Print every entry again, precisely as written.
-- Opening Marker --
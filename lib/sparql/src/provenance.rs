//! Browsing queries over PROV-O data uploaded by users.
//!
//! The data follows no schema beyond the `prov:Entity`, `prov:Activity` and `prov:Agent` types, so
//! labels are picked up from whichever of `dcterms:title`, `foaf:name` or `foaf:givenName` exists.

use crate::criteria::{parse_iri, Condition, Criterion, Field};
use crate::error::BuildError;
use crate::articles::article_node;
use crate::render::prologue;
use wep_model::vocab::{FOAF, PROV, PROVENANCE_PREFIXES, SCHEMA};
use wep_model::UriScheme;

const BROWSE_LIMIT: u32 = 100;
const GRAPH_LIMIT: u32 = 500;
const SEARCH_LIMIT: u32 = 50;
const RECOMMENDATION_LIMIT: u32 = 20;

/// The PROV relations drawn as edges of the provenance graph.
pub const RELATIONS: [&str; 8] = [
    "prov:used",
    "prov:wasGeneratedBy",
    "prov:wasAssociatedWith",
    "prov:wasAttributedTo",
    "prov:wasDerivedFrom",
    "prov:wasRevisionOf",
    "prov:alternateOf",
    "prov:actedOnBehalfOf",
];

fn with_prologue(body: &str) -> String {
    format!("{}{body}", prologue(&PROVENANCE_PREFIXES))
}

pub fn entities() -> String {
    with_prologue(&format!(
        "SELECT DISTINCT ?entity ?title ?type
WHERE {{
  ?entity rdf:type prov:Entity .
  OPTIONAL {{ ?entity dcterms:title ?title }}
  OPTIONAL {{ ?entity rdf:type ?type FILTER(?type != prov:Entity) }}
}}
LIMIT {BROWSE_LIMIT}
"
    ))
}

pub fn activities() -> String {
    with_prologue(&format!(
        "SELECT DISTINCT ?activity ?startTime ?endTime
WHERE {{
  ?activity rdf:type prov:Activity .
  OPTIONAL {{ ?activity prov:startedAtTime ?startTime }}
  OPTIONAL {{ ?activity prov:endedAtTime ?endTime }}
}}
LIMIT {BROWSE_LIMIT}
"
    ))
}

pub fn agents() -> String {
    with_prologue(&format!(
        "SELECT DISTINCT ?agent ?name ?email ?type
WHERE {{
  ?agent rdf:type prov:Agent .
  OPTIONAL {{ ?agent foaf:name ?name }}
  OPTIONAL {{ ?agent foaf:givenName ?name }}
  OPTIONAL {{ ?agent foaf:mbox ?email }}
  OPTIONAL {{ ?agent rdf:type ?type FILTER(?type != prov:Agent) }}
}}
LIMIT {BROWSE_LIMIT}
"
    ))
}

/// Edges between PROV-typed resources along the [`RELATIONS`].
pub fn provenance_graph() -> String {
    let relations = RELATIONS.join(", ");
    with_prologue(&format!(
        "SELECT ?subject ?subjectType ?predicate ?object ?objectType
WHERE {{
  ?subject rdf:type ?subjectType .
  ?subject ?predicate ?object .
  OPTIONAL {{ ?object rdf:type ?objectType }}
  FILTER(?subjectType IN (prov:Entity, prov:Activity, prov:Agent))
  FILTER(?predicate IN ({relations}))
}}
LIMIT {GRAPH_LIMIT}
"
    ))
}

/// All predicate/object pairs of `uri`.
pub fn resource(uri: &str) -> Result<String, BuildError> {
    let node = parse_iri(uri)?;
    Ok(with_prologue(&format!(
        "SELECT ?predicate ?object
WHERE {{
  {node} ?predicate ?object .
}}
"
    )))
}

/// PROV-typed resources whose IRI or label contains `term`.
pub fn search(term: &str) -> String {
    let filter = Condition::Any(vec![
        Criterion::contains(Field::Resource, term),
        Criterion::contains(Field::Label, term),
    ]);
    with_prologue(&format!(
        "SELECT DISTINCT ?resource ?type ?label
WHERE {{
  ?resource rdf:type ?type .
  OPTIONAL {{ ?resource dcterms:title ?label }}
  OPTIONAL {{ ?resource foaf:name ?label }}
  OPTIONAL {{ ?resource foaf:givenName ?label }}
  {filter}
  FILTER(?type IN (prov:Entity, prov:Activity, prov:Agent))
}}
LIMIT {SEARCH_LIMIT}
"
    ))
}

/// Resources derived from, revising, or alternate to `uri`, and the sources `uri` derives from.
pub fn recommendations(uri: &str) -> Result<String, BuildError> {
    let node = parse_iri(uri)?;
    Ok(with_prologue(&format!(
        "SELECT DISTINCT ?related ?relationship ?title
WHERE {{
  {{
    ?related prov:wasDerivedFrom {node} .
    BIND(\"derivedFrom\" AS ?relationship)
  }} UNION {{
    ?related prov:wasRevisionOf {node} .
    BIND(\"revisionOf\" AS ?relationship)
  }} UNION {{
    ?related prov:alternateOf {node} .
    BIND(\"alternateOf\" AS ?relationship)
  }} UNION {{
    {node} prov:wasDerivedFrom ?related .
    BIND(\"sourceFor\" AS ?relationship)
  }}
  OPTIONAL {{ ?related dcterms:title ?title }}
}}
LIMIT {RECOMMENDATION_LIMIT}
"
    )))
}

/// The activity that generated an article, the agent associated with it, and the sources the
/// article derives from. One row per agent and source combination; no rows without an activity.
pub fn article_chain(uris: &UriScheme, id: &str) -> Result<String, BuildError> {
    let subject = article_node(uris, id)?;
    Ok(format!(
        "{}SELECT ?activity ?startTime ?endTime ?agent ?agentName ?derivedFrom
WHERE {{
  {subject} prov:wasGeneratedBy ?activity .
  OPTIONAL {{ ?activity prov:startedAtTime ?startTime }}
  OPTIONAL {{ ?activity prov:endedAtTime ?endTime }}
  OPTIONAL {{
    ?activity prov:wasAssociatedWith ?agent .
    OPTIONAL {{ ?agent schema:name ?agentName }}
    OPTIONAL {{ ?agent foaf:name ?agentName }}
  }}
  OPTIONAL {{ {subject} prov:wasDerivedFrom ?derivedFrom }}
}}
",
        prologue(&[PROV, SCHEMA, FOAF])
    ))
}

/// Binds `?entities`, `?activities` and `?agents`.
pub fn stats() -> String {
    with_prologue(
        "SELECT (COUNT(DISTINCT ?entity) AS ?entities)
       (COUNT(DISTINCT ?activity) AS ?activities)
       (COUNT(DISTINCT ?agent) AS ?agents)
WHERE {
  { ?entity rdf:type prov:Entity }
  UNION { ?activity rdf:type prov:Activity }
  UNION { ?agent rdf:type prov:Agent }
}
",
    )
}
-- Closing Marker --
Solution to this task:
filename lib/sparql/src/provenance.rs
//! Browsing queries over PROV-O data uploaded by users.
//!
//! The data follows no schema beyond the `prov:Entity`, `prov:Activity` and `prov:Agent` types, so
//! labels are picked up from whichever of `dcterms:title`, `foaf:name` or `foaf:givenName` exists.

use crate::criteria::{parse_iri, Condition, Criterion, Field};
use crate::error::BuildError;
use crate::articles::article_node;
use crate::render::prologue;
use wep_model::vocab::{FOAF, PROV, PROVENANCE_PREFIXES, SCHEMA};
use wep_model::UriScheme;

const BROWSE_LIMIT: u32 = 100;
const GRAPH_LIMIT: u32 = 500;
const SEARCH_LIMIT: u32 = 50;
const RECOMMENDATION_LIMIT: u32 = 20;

/// The PROV relations drawn as edges of the provenance graph.
pub const RELATIONS: [&str; 8] = [
    "prov:used",
    "prov:wasGeneratedBy",
    "prov:wasAssociatedWith",
    "prov:wasAttributedTo",
    "prov:wasDerivedFrom",
    "prov:wasRevisionOf",
    "prov:alternateOf",
    "prov:actedOnBehalfOf",
];

fn with_prologue(body: &str) -> String {
    format!("{}{body}", prologue(&PROVENANCE_PREFIXES))
}

pub fn entities() -> String {
    with_prologue(&format!(
        "SELECT DISTINCT ?entity ?title ?type
WHERE {{
  ?entity rdf:type prov:Entity .
  OPTIONAL {{ ?entity dcterms:title ?title }}
  OPTIONAL {{ ?entity rdf:type ?type FILTER(?type != prov:Entity) }}
}}
LIMIT {BROWSE_LIMIT}
"
    ))
}

pub fn activities() -> String {
    with_prologue(&format!(
        "SELECT DISTINCT ?activity ?startTime ?endTime
WHERE {{
  ?activity rdf:type prov:Activity .
  OPTIONAL {{ ?activity prov:startedAtTime ?startTime }}
  OPTIONAL {{ ?activity prov:endedAtTime ?endTime }}
}}
LIMIT {BROWSE_LIMIT}
"
    ))
}

pub fn agents() -> String {
    with_prologue(&format!(
        "SELECT DISTINCT ?agent ?name ?email ?type
WHERE {{
  ?agent rdf:type prov:Agent .
  OPTIONAL {{ ?agent foaf:name ?name }}
  OPTIONAL {{ ?agent foaf:givenName ?name }}
  OPTIONAL {{ ?agent foaf:mbox ?email }}
  OPTIONAL {{ ?agent rdf:type ?type FILTER(?type != prov:Agent) }}
}}
LIMIT {BROWSE_LIMIT}
"
    ))
}

/// Edges between PROV-typed resources along the [`RELATIONS`].
pub fn provenance_graph() -> String {
    let relations = RELATIONS.join(", ");
    with_prologue(&format!(
        "SELECT ?subject ?subjectType ?predicate ?object ?objectType
WHERE {{
  ?subject rdf:type ?subjectType .
  ?subject ?predicate ?object .
  OPTIONAL {{ ?object rdf:type ?objectType }}
  FILTER(?subjectType IN (prov:Entity, prov:Activity, prov:Agent))
  FILTER(?predicate IN ({relations}))
}}
LIMIT {GRAPH_LIMIT}
"
    ))
}

/// All predicate/object pairs of `uri`.
pub fn resource(uri: &str) -> Result<String, BuildError> {
    let node = parse_iri(uri)?;
    Ok(with_prologue(&format!(
        "SELECT ?predicate ?object
WHERE {{
  {node} ?predicate ?object .
}}
"
    )))
}

/// PROV-typed resources whose IRI or label contains `term`.
pub fn search(term: &str) -> String {
    let filter = Condition::Any(vec![
        Criterion::contains(Field::Resource, term),
        Criterion::contains(Field::Label, term),
    ]);
    with_prologue(&format!(
        "SELECT DISTINCT ?resource ?type ?label
WHERE {{
  ?resource rdf:type ?type .
  OPTIONAL {{ ?resource dcterms:title ?label }}
  OPTIONAL {{ ?resource foaf:name ?label }}
  OPTIONAL {{ ?resource foaf:givenName ?label }}
  {filter}
  FILTER(?type IN (prov:Entity, prov:Activity, prov:Agent))
}}
LIMIT {SEARCH_LIMIT}
"
    ))
}

/// Resources derived from, revising, or alternate to `uri`, and the sources `uri` derives from.
pub fn recommendations(uri: &str) -> Result<String, BuildError> {
    let node = parse_iri(uri)?;
    Ok(with_prologue(&format!(
        "SELECT DISTINCT ?related ?relationship ?title
WHERE {{
  {{
    ?related prov:wasDerivedFrom {node} .
    BIND(\"derivedFrom\" AS ?relationship)
  }} UNION {{
    ?related prov:wasRevisionOf {node} .
    BIND(\"revisionOf\" AS ?relationship)
  }} UNION {{
    ?related prov:alternateOf {node} .
    BIND(\"alternateOf\" AS ?relationship)
  }} UNION {{
    {node} prov:wasDerivedFrom ?related .
    BIND(\"sourceFor\" AS ?relationship)
  }}
  OPTIONAL {{ ?related dcterms:title ?title }}
}}
LIMIT {RECOMMENDATION_LIMIT}
"
    )))
}

/// The activity that generated an article, the agent associated with it, and the sources the
/// article derives from. One row per agent and source combination; no rows without an activity.
pub fn article_chain(uris: &UriScheme, id: &str) -> Result<String, BuildError> {
    let subject = article_node(uris, id)?;
    Ok(format!(
        "{}SELECT ?activity ?startTime ?endTime ?agent ?agentName ?derivedFrom
WHERE {{
  {subject} prov:wasGeneratedBy ?activity .
  OPTIONAL {{ ?activity prov:startedAtTime ?startTime }}
  OPTIONAL {{ ?activity prov:endedAtTime ?endTime }}
  OPTIONAL {{
    ?activity prov:wasAssociatedWith ?agent .
    OPTIONAL {{ ?agent schema:name ?agentName }}
    OPTIONAL {{ ?agent foaf:name ?agentName }}
  }}
  OPTIONAL {{ {subject} prov:wasDerivedFrom ?derivedFrom }}
}}
",
        prologue(&[PROV, SCHEMA, FOAF])
    ))
}

/// Binds `?entities`, `?activities` and `?agents`.
pub fn stats() -> String {
    with_prologue(
        "SELECT (COUNT(DISTINCT ?entity) AS ?entities)
       (COUNT(DISTINCT ?activity) AS ?activities)
       (COUNT(DISTINCT ?agent) AS ?agents)
WHERE {
  { ?entity rdf:type prov:Entity }
  UNION { ?activity rdf:type prov:Activity }
  UNION { ?agent rdf:type prov:Agent }
}
",
    )
}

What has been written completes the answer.